§ **The task**: Your answer must be the lines of the entries below, exactly as written, from the first line through the line containing "on Feb 28 in".

§ **Source data**:
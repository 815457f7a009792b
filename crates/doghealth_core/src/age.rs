//! Age calculation from a birth date.
//!
//! # Invariants
//! - Uses calendar arithmetic: a year is "birthday advanced by one year",
//!   never a fixed number of days. Feb 29 birthdays anniversary on Feb 28 in
//!   common years.
//! - `days` counts calendar days since the most recent anniversary on or
//!   before the reference date, so it is `0` on the anniversary itself.
//! - Never panics; a birthday after the reference date is flagged rather
//!   than producing negative values.

use chrono::{Datelike, Months, NaiveDate};
use std::fmt::{Display, Formatter};

/// Result of [`age`].
#[derive(Debug, Clone, Copy, PartialEq, Eq)]
pub enum AgeResult {
    /// No birthday recorded.
    Unknown,
    /// Birthday lies after the reference date.
    FutureBirthday,
    /// Whole years plus days since the last birthday.
    Known { years: u32, days: u32 },
}

impl Display for AgeResult {
    fn fmt(&self, f: &mut Formatter<'_>) -> std::fmt::Result {
        match self {
            Self::Unknown => f.write_str("Unknown age"),
            Self::FutureBirthday => f.write_str("Birthday is in the future"),
            Self::Known { years, days } => write!(f, "{years} years and {days} days"),
        }
    }
}

/// Computes the age of a dog born on `birthday` as of `as_of`.
pub fn age(birthday: Option<NaiveDate>, as_of: NaiveDate) -> AgeResult {
    let Some(birthday) = birthday else {
        return AgeResult::Unknown;
    };
    if birthday > as_of {
        return AgeResult::FutureBirthday;
    }

    let mut years = u32::try_from(as_of.year() - birthday.year()).unwrap_or(0);
    let anchor = loop {
        match anniversary(birthday, years) {
            Some(anchor) if anchor <= as_of => break anchor,
            _ if years > 0 => years -= 1,
            _ => break birthday,
        }
    };

    let days = u32::try_from((as_of - anchor).num_days()).unwrap_or(0);
    AgeResult::Known { years, days }
}

/// `birthday` advanced by `years` calendar years, clamped to month end.
fn anniversary(birthday: NaiveDate, years: u32) -> Option<NaiveDate> {
    let months = years.checked_mul(12)?;
    birthday.checked_add_months(Months::new(months))
}
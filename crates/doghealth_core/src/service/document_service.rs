//! Document attachment use-case service.

use crate::model::document::{Document, DocumentId};
use crate::model::dog::DogId;
use crate::model::validation::ValidationError;
use crate::repo::document_repo::DocumentRepository;
use crate::repo::dog_repo::DogRepository;
use crate::repo::error::RepoError;
use log::info;
use std::error::Error;
use std::fmt::{Display, Formatter};

/// Service error for document use-cases.
#[derive(Debug)]
pub enum DocumentServiceError {
    DogNotFound(DogId),
    DocumentNotFound(DocumentId),
    Validation(ValidationError),
    Repo(RepoError),
}

impl Display for DocumentServiceError {
    fn fmt(&self, f: &mut Formatter<'_>) -> std::fmt::Result {
        match self {
            Self::DogNotFound(id) => write!(f, "dog not found: {id}"),
            Self::DocumentNotFound(id) => write!(f, "document not found: {id}"),
            Self::Validation(err) => write!(f, "{err}"),
            Self::Repo(err) => write!(f, "{err}"),
        }
    }
}

impl Error for DocumentServiceError {
    fn source(&self) -> Option<&(dyn Error + 'static)> {
        match self {
            Self::Validation(err) => Some(err),
            Self::Repo(err) => Some(err),
            _ => None,
        }
    }
}

impl From<RepoError> for DocumentServiceError {
    fn from(value: RepoError) -> Self {
        match value {
            RepoError::NotFound { entity: "dog", id } => Self::DogNotFound(id),
            RepoError::NotFound { id, .. } => Self::DocumentNotFound(id),
            RepoError::Validation(err) => Self::Validation(err),
            other => Self::Repo(other),
        }
    }
}

/// Document service over document and dog repositories.
pub struct DocumentService<R: DocumentRepository, D: DogRepository> {
    documents: R,
    dogs: D,
}

impl<R: DocumentRepository, D: DogRepository> DocumentService<R, D> {
    pub fn new(documents: R, dogs: D) -> Self {
        Self { documents, dogs }
    }

    /// Attaches a document reference to an existing dog.
    ///
    /// A blank title is stored as "Untitled".
    pub fn attach_document(
        &self,
        dog_id: DogId,
        title: &str,
        location_ref: impl Into<String>,
    ) -> Result<Document, DocumentServiceError> {
        if self.dogs.get_dog(dog_id)?.is_none() {
            return Err(DocumentServiceError::DogNotFound(dog_id));
        }

        let document = Document::new(dog_id, title, location_ref);
        document.validate().map_err(DocumentServiceError::Validation)?;
        self.documents.create_document(&document)?;
        info!(
            "event=document_attach module=service status=ok dog_id={dog_id} document_id={}",
            document.id
        );
        Ok(document)
    }

    pub fn list_documents(&self, dog_id: DogId) -> Result<Vec<Document>, DocumentServiceError> {
        Ok(self.documents.list_documents(dog_id)?)
    }

    pub fn delete_document(&self, id: DocumentId) -> Result<(), DocumentServiceError> {
        self.documents.delete_document(id)?;
        info!("event=document_delete module=service status=ok document_id={id}");
        Ok(())
    }
}
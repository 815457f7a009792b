//! Closed classification of medical events.
//!
//! # Invariants
//! - `Other` doubles as the decode-failure variant; downstream code never
//!   distinguishes "recorded as other" from "unrecognized".
//! - Deserialization is tolerant: any string decodes via
//!   [`crate::classify::classify`].

use crate::classify::classify;
use serde::{Deserialize, Serialize};
use std::convert::Infallible;
use std::fmt::{Display, Formatter};
use std::str::FromStr;

/// Recognized medical event categories.
#[derive(
    Debug, Clone, Copy, Default, PartialEq, Eq, Hash, PartialOrd, Ord, Serialize, Deserialize,
)]
#[serde(from = "String")]
pub enum MedicalEventType {
    #[serde(rename = "Vaccine")]
    Vaccine,
    #[serde(rename = "Heartworm Treatment")]
    HeartwormTreatment,
    #[serde(rename = "Flea Preventative")]
    FleaPreventative,
    #[serde(rename = "Vet Visit")]
    VetVisit,
    #[default]
    #[serde(rename = "Other")]
    Other,
}

impl MedicalEventType {
    /// Every variant, in picker order.
    pub const ALL: [MedicalEventType; 5] = [
        Self::Vaccine,
        Self::HeartwormTreatment,
        Self::FleaPreventative,
        Self::VetVisit,
        Self::Other,
    ];

    /// Canonical display label, also the stored encoding.
    pub fn label(self) -> &'static str {
        match self {
            Self::Vaccine => "Vaccine",
            Self::HeartwormTreatment => "Heartworm Treatment",
            Self::FleaPreventative => "Flea Preventative",
            Self::VetVisit => "Vet Visit",
            Self::Other => "Other",
        }
    }

    /// Whether events of this category confer protection that lapses on
    /// `expiration_date` and is renewed on `reminder_date`.
    pub fn is_protective(self) -> bool {
        matches!(
            self,
            Self::Vaccine | Self::HeartwormTreatment | Self::FleaPreventative
        )
    }

    /// Only vaccines carry a sub-kind (e.g. "Rabies").
    pub fn accepts_sub_kind(self) -> bool {
        self == Self::Vaccine
    }
}

impl Display for MedicalEventType {
    fn fmt(&self, f: &mut Formatter<'_>) -> std::fmt::Result {
        f.write_str(self.label())
    }
}

impl FromStr for MedicalEventType {
    type Err = Infallible;

    fn from_str(s: &str) -> Result<Self, Self::Err> {
        Ok(classify(s))
    }
}

impl From<String> for MedicalEventType {
    fn from(value: String) -> Self {
        classify(&value)
    }
}
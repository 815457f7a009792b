use chrono::NaiveDate;
use doghealth_core::db::open_db_in_memory;
use doghealth_core::repo::document_repo::{DocumentRepository, SqliteDocumentRepository};
use doghealth_core::repo::dog_repo::{DogRepository, SqliteDogRepository};
use doghealth_core::repo::medical_event_repo::{
    MedicalEventQuery, MedicalEventRepository, SqliteMedicalEventRepository,
};
use doghealth_core::service::dog_service::{DogService, DogServiceError, NewDog, ProfileUpdate};
use doghealth_core::{Document, MedicalEvent, MedicalEventType, ValidationError};
use uuid::Uuid;

fn date(year: i32, month: u32, day: u32) -> NaiveDate {
    NaiveDate::from_ymd_opt(year, month, day).unwrap()
}

fn new_dog(name: &str) -> NewDog {
    NewDog {
        name: name.to_string(),
        ..NewDog::default()
    }
}

#[test]
fn create_and_read_back_profile() {
    let conn = open_db_in_memory().unwrap();
    let service = DogService::new(SqliteDogRepository::try_new(&conn).unwrap());

    let created = service
        .create_dog(NewDog {
            name: "Layla".to_string(),
            birthday: Some(date(2019, 4, 2)),
            weight: 21.5,
            photo: Some(vec![0x89, 0x50, 0x4e, 0x47]),
        })
        .unwrap();

    let loaded = service.get_dog(created.id).unwrap().unwrap();
    assert_eq!(loaded, created);
    assert_eq!(loaded.birthday, Some(date(2019, 4, 2)));
    assert!(loaded.has_photo());
    assert_eq!(loaded.last_vet_visit, None);
}

#[test]
fn empty_photo_is_stored_as_absent() {
    let conn = open_db_in_memory().unwrap();
    let service = DogService::new(SqliteDogRepository::try_new(&conn).unwrap());

    let created = service
        .create_dog(NewDog {
            photo: Some(Vec::new()),
            ..new_dog("Pixel")
        })
        .unwrap();
    assert_eq!(created.photo, None);
}

#[test]
fn negative_weight_is_rejected() {
    let conn = open_db_in_memory().unwrap();
    let service = DogService::new(SqliteDogRepository::try_new(&conn).unwrap());

    let err = service
        .create_dog(NewDog {
            weight: -3.0,
            ..new_dog("Rex")
        })
        .unwrap_err();
    assert!(matches!(
        err,
        DogServiceError::Validation(ValidationError::InvalidWeight(_))
    ));
    assert!(service.list_dogs().unwrap().is_empty());
}

#[test]
fn update_profile_changes_only_requested_fields() {
    let conn = open_db_in_memory().unwrap();
    let service = DogService::new(SqliteDogRepository::try_new(&conn).unwrap());
    let created = service
        .create_dog(NewDog {
            birthday: Some(date(2020, 1, 1)),
            weight: 10.0,
            ..new_dog("Biscuit")
        })
        .unwrap();

    let updated = service
        .update_profile(
            created.id,
            ProfileUpdate {
                weight: Some(12.5),
                birthday: Some(None),
                ..ProfileUpdate::default()
            },
        )
        .unwrap();

    assert_eq!(updated.name, "Biscuit");
    assert_eq!(updated.weight, 12.5);
    assert_eq!(updated.birthday, None);
}

#[test]
fn update_profile_preserves_cached_vet_visit() {
    let conn = open_db_in_memory().unwrap();
    let repo = SqliteDogRepository::try_new(&conn).unwrap();
    let service = DogService::new(SqliteDogRepository::try_new(&conn).unwrap());
    let created = service.create_dog(new_dog("Biscuit")).unwrap();
    repo.set_last_vet_visit(created.id, Some(date(2024, 6, 15)))
        .unwrap();

    let updated = service
        .update_profile(
            created.id,
            ProfileUpdate {
                name: Some("Sir Biscuit".to_string()),
                ..ProfileUpdate::default()
            },
        )
        .unwrap();

    assert_eq!(updated.name, "Sir Biscuit");
    assert_eq!(updated.last_vet_visit, Some(date(2024, 6, 15)));
}

#[test]
fn missing_dog_reports_not_found() {
    let conn = open_db_in_memory().unwrap();
    let service = DogService::new(SqliteDogRepository::try_new(&conn).unwrap());
    let missing = Uuid::new_v4();

    assert!(service.get_dog(missing).unwrap().is_none());
    assert!(matches!(
        service.update_profile(missing, ProfileUpdate::default()),
        Err(DogServiceError::DogNotFound(id)) if id == missing
    ));
    assert!(matches!(
        service.delete_dog(missing),
        Err(DogServiceError::DogNotFound(id)) if id == missing
    ));
}

#[test]
fn list_dogs_is_sorted_by_name() {
    let conn = open_db_in_memory().unwrap();
    let service = DogService::new(SqliteDogRepository::try_new(&conn).unwrap());
    for name in ["milo", "Layla", "Archie"] {
        service.create_dog(new_dog(name)).unwrap();
    }

    let names: Vec<String> = service
        .list_dogs()
        .unwrap()
        .into_iter()
        .map(|dog| dog.name)
        .collect();
    assert_eq!(names, vec!["Archie", "Layla", "milo"]);
}

#[test]
fn deleting_dog_cascades_to_events_and_documents() {
    let conn = open_db_in_memory().unwrap();
    let service = DogService::new(SqliteDogRepository::try_new(&conn).unwrap());
    let events = SqliteMedicalEventRepository::try_new(&conn).unwrap();
    let documents = SqliteDocumentRepository::try_new(&conn).unwrap();

    let dog = service.create_dog(new_dog("Layla")).unwrap();
    let keeper = service.create_dog(new_dog("Milo")).unwrap();
    events
        .create_event(&MedicalEvent::vaccine(dog.id, "Rabies", date(2024, 1, 1)))
        .unwrap();
    events
        .create_event(&MedicalEvent::new(
            keeper.id,
            MedicalEventType::VetVisit,
            date(2024, 1, 1),
        ))
        .unwrap();
    documents
        .create_document(&Document::new(dog.id, "Certificate", "file:///records/cert.pdf"))
        .unwrap();

    service.delete_dog(dog.id).unwrap();

    assert!(service.get_dog(dog.id).unwrap().is_none());
    assert!(events
        .list_events(&MedicalEventQuery::for_dog(dog.id))
        .unwrap()
        .is_empty());
    assert!(documents.list_documents(dog.id).unwrap().is_empty());
    assert_eq!(
        events
            .list_events(&MedicalEventQuery::for_dog(keeper.id))
            .unwrap()
            .len(),
        1
    );
}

§ **The completed task**:
repository 815457f7a009792b
filename crates/doghealth_core/src/age.rs
//! Age calculation from a birth date.
//!
//! # Invariants
//! - Uses calendar arithmetic: a year is "birthday advanced by one year",
//!   never a fixed number of days. Feb 29 birthdays anniversary on Feb 28 in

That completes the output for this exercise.